* What you should do:
Print every line of the records below exactly as it reads.

........

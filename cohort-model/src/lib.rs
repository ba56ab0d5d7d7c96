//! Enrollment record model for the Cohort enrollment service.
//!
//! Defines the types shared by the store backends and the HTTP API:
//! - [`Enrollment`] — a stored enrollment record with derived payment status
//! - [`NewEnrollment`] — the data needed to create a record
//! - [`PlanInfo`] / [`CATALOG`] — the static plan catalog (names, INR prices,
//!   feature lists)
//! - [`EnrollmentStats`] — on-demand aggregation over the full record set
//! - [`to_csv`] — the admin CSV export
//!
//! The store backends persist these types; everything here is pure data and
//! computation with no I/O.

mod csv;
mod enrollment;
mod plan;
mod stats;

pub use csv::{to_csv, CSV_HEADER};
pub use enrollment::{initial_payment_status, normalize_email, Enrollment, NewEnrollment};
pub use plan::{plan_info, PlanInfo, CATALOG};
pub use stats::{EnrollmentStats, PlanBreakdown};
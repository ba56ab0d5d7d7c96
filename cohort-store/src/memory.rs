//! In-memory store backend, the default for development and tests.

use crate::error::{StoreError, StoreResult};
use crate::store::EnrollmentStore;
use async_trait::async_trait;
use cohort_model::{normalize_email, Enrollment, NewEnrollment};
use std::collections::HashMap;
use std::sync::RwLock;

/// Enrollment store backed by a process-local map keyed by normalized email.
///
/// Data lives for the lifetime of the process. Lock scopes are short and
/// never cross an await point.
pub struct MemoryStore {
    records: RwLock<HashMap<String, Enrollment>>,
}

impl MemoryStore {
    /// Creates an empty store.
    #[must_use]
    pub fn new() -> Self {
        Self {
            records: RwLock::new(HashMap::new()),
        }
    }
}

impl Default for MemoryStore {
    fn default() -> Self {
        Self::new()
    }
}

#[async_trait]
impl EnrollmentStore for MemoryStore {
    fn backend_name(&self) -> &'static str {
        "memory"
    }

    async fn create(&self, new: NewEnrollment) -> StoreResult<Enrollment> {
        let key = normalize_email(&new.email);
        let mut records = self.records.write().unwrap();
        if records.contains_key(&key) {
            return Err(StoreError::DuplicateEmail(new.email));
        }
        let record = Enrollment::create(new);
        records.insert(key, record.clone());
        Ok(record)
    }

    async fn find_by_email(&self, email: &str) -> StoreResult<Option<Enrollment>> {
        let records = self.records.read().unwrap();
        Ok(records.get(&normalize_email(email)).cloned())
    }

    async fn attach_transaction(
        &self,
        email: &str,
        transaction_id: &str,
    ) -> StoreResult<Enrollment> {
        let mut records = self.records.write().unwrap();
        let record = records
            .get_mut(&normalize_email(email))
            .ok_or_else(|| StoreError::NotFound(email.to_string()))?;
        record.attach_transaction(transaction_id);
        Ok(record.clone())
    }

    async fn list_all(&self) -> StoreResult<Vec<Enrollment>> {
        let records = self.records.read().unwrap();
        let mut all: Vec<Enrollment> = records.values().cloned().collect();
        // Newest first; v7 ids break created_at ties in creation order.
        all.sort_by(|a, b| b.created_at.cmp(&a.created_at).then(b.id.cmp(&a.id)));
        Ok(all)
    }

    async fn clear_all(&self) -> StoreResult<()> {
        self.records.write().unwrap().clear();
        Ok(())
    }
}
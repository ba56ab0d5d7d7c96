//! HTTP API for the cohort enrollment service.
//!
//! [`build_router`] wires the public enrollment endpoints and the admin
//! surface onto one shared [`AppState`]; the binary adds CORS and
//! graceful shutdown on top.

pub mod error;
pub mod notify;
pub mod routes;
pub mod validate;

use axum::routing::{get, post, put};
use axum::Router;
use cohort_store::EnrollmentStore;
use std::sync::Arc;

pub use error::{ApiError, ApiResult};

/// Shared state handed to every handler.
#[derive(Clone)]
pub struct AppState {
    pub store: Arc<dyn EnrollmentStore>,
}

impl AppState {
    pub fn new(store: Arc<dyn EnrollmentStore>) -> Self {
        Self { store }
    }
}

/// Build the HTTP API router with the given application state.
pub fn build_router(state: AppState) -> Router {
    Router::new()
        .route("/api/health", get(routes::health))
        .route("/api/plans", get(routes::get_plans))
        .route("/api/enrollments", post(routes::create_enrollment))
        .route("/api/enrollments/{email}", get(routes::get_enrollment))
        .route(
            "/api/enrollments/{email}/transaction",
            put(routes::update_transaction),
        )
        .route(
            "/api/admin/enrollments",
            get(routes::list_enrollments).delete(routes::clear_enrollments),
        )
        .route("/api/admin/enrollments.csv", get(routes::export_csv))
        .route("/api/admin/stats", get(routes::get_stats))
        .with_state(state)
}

........

* Task answer:
filename cohort-model/src/lib.rs
repository ba56ab0d5d7d7c96
//! Enrollment record model for the Cohort enrollment service.
//!
//! Defines the types shared by the store backends and the HTTP API:
//! - [`Enrollment`] — a stored enrollment record with derived payment status
//! - [`NewEnrollment`] — the data needed to create a record
//! - [`PlanInfo`] / [`CATALOG`] — the static plan catalog (names, INR prices,
//!   feature lists)
//! - [`EnrollmentStats`] — on-demand aggregation over the full record set
//! - [`to_csv`] — the admin CSV export
//!
//! The store backends persist these types; everything here is pure data and
//! computation with no I/O.

mod csv;
mod enrollment;
mod plan;
mod stats;

pub use csv::{to_csv, CSV_HEADER};
pub use enrollment::{initial_payment_status, normalize_email, Enrollment, NewEnrollment};
pub use plan::{plan_info, PlanInfo, CATALOG};
pub use stats::{EnrollmentStats, PlanBreakdown};
repository ba56ab0d5d7d7c96
filename cohort-store/src/memory.rs
//! In-memory store backend, the default for development and tests.

use crate::error::{StoreError, StoreResult};
use crate::store::EnrollmentStore;
use async_trait::async_trait;
use cohort_model::{normalize_email, Enrollment, NewEnrollment};
use std::collections::HashMap;
use std::sync::RwLock;

/// Enrollment store backed by a process-local map keyed by normalized email.
///
/// Data lives for the lifetime of the process. Lock scopes are short and
/// never cross an await point.
pub struct MemoryStore {
    records: RwLock<HashMap<String, Enrollment>>,
}

impl MemoryStore {
    /// Creates an empty store.
    #[must_use]
    pub fn new() -> Self {
        Self {
            records: RwLock::new(HashMap::new()),
        }
    }
}

impl Default for MemoryStore {
    fn default() -> Self {
        Self::new()
    }
}

#[async_trait]
impl EnrollmentStore for MemoryStore {
    fn backend_name(&self) -> &'static str {
        "memory"
    }

    async fn create(&self, new: NewEnrollment) -> StoreResult<Enrollment> {
        let key = normalize_email(&new.email);
        let mut records = self.records.write().unwrap();
        if records.contains_key(&key) {
            return Err(StoreError::DuplicateEmail(new.email));
        }
        let record = Enrollment::create(new);
        records.insert(key, record.clone());
        Ok(record)
    }

    async fn find_by_email(&self, email: &str) -> StoreResult<Option<Enrollment>> {
        let records = self.records.read().unwrap();
        Ok(records.get(&normalize_email(email)).cloned())
    }

    async fn attach_transaction(
        &self,
        email: &str,
        transaction_id: &str,
    ) -> StoreResult<Enrollment> {
        let mut records = self.records.write().unwrap();
        let record = records
            .get_mut(&normalize_email(email))
            .ok_or_else(|| StoreError::NotFound(email.to_string()))?;
        record.attach_transaction(transaction_id);
        Ok(record.clone())
    }

    async fn list_all(&self) -> StoreResult<Vec<Enrollment>> {
        let records = self.records.read().unwrap();
        let mut all: Vec<Enrollment> = records.values().cloned().collect();
        // Newest first; v7 ids break created_at ties in creation order.
        all.sort_by(|a, b| b.created_at.cmp(&a.created_at).then(b.id.cmp(&a.id)));
        Ok(all)
    }

    async fn clear_all(&self) -> StoreResult<()> {
        self.records.write().unwrap().clear();
        Ok(())
    }
}
repository ba56ab0d5d7d7c96
//! HTTP API for the cohort enrollment service.
//!
//! [`build_router`] wires the public enrollment endpoints and the admin
//! surface onto one shared [`AppState`]; the binary adds CORS and
//! graceful shutdown on top.

pub mod error;
pub mod notify;
pub mod routes;
pub mod validate;

use axum::routing::{get, post, put};
use axum::Router;
use cohort_store::EnrollmentStore;
use std::sync::Arc;

pub use error::{ApiError, ApiResult};

/// Shared state handed to every handler.
#[derive(Clone)]
pub struct AppState {
    pub store: Arc<dyn EnrollmentStore>,
}

impl AppState {
    pub fn new(store: Arc<dyn EnrollmentStore>) -> Self {
        Self { store }
    }
}

/// Build the HTTP API router with the given application state.
pub fn build_router(state: AppState) -> Router {
    Router::new()
        .route("/api/health", get(routes::health))
        .route("/api/plans", get(routes::get_plans))
        .route("/api/enrollments", post(routes::create_enrollment))
        .route("/api/enrollments/{email}", get(routes::get_enrollment))
        .route(
            "/api/enrollments/{email}/transaction",
            put(routes::update_transaction),
        )
        .route(
            "/api/admin/enrollments",
            get(routes::list_enrollments).delete(routes::clear_enrollments),
        )
        .route("/api/admin/enrollments.csv", get(routes::export_csv))
        .route("/api/admin/stats", get(routes::get_stats))
        .with_state(state)
}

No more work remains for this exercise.